Use an Aspnet controller that validates input, enforces scope, and selects only necessary fields from Firestore.

using Google.Cloud.Firestore;
using Microsoft.AspNetCore.Authorization;
using Microsoft.AspNetCore.Mvc;
using System.Threading.Tasks;

public class UserProfileResponse
{
    public string UserId { get; set; }
    public string DisplayName { get; set; }
    public string Email { get; set; }
}

[ApiController]
[Route("api/[controller]")]
public class UsersController : ControllerBase
{
    private readonly FirestoreDb _db;

    public UsersController(FirestoreDb db)
    {
        _db = db;
    }

    [HttpGet("{userId}")]
    [Authorize]
    public async Task<IActionResult> GetUserProfile(string userId)
    {
        // Validate format to prevent NoSQL injection
        if (string.IsNullOrWhiteSpace(userId) || !userId.StartsWith("usr_"))
        {
            return BadRequest("Invalid user identifier.");
        }

        DocumentReference docRef = _db.Collection("users").Document(userId);
        DocumentSnapshot snapshot = await docRef.GetSnapshotAsync();

        if (!snapshot.Exists)
        {
            return NotFound();
        }

        // Explicitly map only required fields
        var profile = new UserProfileResponse
        {
            UserId = snapshot.GetValue("userId"),
            DisplayName = snapshot.GetValue("displayName"),
            Email = snapshot.GetValue("email")
        };

        return Ok(profile);
    }
}

Firestore query with field selection

When retrieving multiple documents, use projection to limit returned fields and avoid exposing unnecessary data.

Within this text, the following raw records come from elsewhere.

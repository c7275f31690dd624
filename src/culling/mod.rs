//! Sector culling strategies.
//!
//! A culler is a pure, synchronous decision step: given the camera, the
//! registered models and a budget, it decides which sector of which model
//! to take at which level of detail, producing the wanted-sector list and
//! the spend accounting for one pass. Two strategies exist:
//!
//! - [`ByScreenSizeSectorCuller`]: CPU-only heuristic ordering sectors by
//!   projected screen size, budgeted by render cost.
//! - [`ByVisibilityGpuSectorCuller`]: ordering delegated to a GPU coverage
//!   rasterizer collaborator, budgeted by download size and draw calls,
//!   with forced near-camera sectors and clipping-plane support.
//!
//! Strategy selection happens at construction; both sit behind the
//! [`SectorCuller`] trait.

pub mod gpu_visibility;
pub mod screen_size;

pub use gpu_visibility::{ByVisibilityGpuSectorCuller, OrderSectorsByVisibilityCoverage, PrioritizedSector};
pub use screen_size::ByScreenSizeSectorCuller;

pub use crate::taken::{default_sector_cost, DetermineSectorCost};

use crate::camera::{Camera, Plane};
use crate::types::{
  CadLoadingHints, CadModelMetadata, CadModelSectorBudget, PrioritizedArea,
  PrioritizedWantedSector, SectorLoadingSpent,
};

/// Everything a culling pass looks at.
#[derive(Clone)]
pub struct DetermineSectorsInput {
  pub camera: Camera,
  /// Active user clipping planes in world space (empty = none).
  pub clipping_planes: Vec<Plane>,
  /// The registered models.
  pub cad_models_metadata: Vec<CadModelMetadata>,
  pub loading_hints: CadLoadingHints,
  /// True while the camera animates; loading pauses to avoid wasted
  /// fetches for sectors superseded within milliseconds.
  pub camera_in_motion: bool,
  pub budget: CadModelSectorBudget,
  /// Regions the caller wants loaded at elevated priority.
  pub prioritized_areas: Vec<PrioritizedArea>,
}

/// Result of one culling pass.
#[derive(Clone, Debug)]
pub struct DeterminedSectors {
  /// One entry per sector per model with its final level of detail,
  /// sorted descending by priority.
  pub wanted_sectors: Vec<PrioritizedWantedSector>,
  pub spent_budget: SectorLoadingSpent,
}

/// Strategy interface for the culling decision.
pub trait SectorCuller {
  /// Decide which sectors to take for this pass. Pure and synchronous;
  /// must complete before any fetch of the same pass is issued.
  fn determine_sectors(&mut self, input: &DetermineSectorsInput) -> DeterminedSectors;

  /// Optional second-pass filter removing candidates occluded by already
  /// loaded geometry. The default keeps everything.
  fn filter_sectors_to_load(
    &mut self,
    _input: &DetermineSectorsInput,
    candidates: Vec<PrioritizedWantedSector>,
  ) -> Vec<PrioritizedWantedSector> {
    candidates
  }
}
//! Spatial model description: sector hierarchies and their bounds.

pub mod bounds;
pub mod metadata;

pub use bounds::Aabb3;
pub use metadata::{
  CoverageFactors, FacesFileReference, IndexFileReference, SectorId, SectorMetadata, SectorScene,
  SectorSceneBuilder,
};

CollectionReference usersRef = _db.Collection("users");
Query limitedQuery = usersRef
    .Select("userId", "displayName", "email")
    .WhereEqualTo("status", "active");

QuerySnapshot querySnapshot = await limitedQuery.GetSnapshotAsync();
foreach (DocumentSnapshot doc in querySnapshot.Documents)
{
    // Process only selected fields
    string id = doc.GetValue<string>("userId");
    string name = doc.GetValue<string>("displayName");
    // Sensitive fields such as 'passwordHash' or 'internalNotes' are not retrieved
}

Rule validation and ownership checks

Ensure that Firestore security rules align with application-level checks. Rules should enforce read access based on authenticated UID and path structure, while the Aspnet layer reconfirms ownership before data access.

rules_version = '2';
service cloud.firestore {
  match /databases/{database}/documents {
    match /users/{userId} {
      allow read: if request.auth != null && request.auth.uid == userId;
    }
  }
}

Related CWEs: propertyAuthorization

CWE IDNameSeverity
CWE-915Mass Assignment HIGH

Frequently Asked Questions

How does Excessive Data Exposure differ from BOLA/IDOR in an Aspnet Firestore setup?
Excessive Data Exposure focuses on returning more fields than necessary, even when the requesting user is authorized to access the resource. BOLA/IDOR focuses on unauthorized access to other users' resources. Both can coexist: an endpoint may correctly identify ownership but still leak sensitive fields, which is why field-level filtering and response modeling are essential in Aspnet services using Firestore.
Can Firestore security rules alone prevent Excessive Data Exposure in Aspnet APIs?
Firestore rules can restrict read and write access at the document level, but they do not limit which fields are returned once access is granted. Aspnet code must still enforce field selection and avoid returning entire documents to prevent exposing unnecessary data. Rules are a layer, but application-level projection and validation are required for comprehensive protection.